**YOUR INSTRUCTIONS:** Exactly as they appear, copy the lines from the start of the entries below to the line containing "#[derive(Clone, Debug, PartialEq)]", both ends included.
##### SUPPLIED ENTRIES #####
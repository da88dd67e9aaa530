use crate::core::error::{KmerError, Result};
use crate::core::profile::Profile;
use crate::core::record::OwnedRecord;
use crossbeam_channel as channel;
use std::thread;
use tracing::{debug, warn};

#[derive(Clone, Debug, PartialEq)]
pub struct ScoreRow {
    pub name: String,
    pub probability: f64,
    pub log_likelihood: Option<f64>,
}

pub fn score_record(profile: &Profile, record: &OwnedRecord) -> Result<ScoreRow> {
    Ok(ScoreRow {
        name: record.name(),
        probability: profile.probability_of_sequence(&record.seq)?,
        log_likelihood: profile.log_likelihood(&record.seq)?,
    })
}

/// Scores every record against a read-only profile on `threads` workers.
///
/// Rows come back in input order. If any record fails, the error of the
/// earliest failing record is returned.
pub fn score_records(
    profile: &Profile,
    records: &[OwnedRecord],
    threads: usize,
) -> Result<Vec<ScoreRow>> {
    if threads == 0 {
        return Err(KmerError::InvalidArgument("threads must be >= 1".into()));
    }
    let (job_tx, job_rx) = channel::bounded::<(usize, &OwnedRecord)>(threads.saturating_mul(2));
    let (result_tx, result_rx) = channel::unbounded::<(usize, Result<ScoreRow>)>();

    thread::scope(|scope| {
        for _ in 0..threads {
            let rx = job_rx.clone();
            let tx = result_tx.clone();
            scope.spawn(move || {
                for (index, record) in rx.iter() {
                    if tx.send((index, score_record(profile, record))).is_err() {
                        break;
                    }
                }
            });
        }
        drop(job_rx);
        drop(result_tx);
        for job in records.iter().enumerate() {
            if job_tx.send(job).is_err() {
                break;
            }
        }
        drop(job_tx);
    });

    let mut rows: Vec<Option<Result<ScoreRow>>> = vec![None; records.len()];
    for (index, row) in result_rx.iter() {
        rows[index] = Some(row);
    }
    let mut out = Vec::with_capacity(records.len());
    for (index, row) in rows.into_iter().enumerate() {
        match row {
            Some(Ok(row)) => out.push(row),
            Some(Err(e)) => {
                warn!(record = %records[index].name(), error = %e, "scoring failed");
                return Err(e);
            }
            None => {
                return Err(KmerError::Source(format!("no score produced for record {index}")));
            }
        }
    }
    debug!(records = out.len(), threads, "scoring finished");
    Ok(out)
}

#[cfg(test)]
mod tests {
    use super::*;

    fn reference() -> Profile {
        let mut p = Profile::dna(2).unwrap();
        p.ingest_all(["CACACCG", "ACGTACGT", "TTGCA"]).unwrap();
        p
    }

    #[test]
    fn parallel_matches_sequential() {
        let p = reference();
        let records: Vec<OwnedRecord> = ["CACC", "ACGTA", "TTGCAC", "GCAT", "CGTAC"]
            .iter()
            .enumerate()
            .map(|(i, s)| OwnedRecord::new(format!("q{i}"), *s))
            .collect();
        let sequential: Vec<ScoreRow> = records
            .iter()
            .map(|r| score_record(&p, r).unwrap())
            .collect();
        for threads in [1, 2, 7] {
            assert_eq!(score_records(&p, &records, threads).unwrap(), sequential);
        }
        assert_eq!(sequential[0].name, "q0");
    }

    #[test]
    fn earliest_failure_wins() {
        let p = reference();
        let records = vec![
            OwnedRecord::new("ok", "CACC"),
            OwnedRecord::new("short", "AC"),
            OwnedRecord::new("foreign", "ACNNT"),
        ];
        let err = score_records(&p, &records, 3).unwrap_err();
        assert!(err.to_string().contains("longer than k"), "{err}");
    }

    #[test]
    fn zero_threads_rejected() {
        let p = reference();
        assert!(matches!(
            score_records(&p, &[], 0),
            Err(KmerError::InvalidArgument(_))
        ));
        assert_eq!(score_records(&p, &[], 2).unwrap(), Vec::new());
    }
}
#####
**SOLUTION FOR THIS TASK:**
repository da88dd67e9aaa530
use crate::core::error::{KmerError, Result};
use crate::core::profile::Profile;
use crate::core::record::OwnedRecord;
use crossbeam_channel as channel;
use std::thread;
use tracing::{debug, warn};

#[derive(Clone, Debug, PartialEq)]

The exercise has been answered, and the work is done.